- **PROBLEM DESCRIPTION**:
Set every entry down again exactly, omitting none.

- **Stored items**:
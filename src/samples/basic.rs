//! Arithmetic greeting sample.
//!
//! Adds two to the argument count and greets with the total.

use crate::samples::Sample;
use crate::Outcome;

/// Greeting printed before the total
pub const GREETING: &str = "hello";

/// Amount added to the argument count
pub const INCREMENT: i32 = 2;

/// The `sample_basic` program
#[derive(Debug, Clone, Copy, Default)]
pub struct Basic;

/// Add two values, wrapping on overflow.
#[inline(never)]
pub fn add_values(a: i32, b: i32) -> i32 {
    a.wrapping_add(b)
}

/// Total for an argument count
pub fn total(argc: i32) -> i32 {
    add_values(argc, INCREMENT)
}

impl Sample for Basic {
    fn name(&self) -> &'static str {
        "sample_basic"
    }

    fn evaluate(&self, argc: i32) -> Outcome {
        Outcome::new(GREETING, total(argc))
    }
}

- **REPLY**:
filename src/samples/basic.rs
//! Arithmetic greeting sample.
//!
//! Adds two to the argument count and greets with the total.

use crate::samples::Sample;
use crate::Outcome;

/// Greeting printed before the total
pub const GREETING: &str = "hello";

/// Amount added to the argument count
pub const INCREMENT: i32 = 2;

/// The `sample_basic` program
#[derive(Debug, Clone, Copy, Default)]
pub struct Basic;

/// Add two values, wrapping on overflow.
#[inline(never)]
pub fn add_values(a: i32, b: i32) -> i32 {
    a.wrapping_add(b)
}

/// Total for an argument count
pub fn total(argc: i32) -> i32 {
    add_values(argc, INCREMENT)
}

impl Sample for Basic {
    fn name(&self) -> &'static str {
        "sample_basic"
    }

    fn evaluate(&self, argc: i32) -> Outcome {
        Outcome::new(GREETING, total(argc))
    }
}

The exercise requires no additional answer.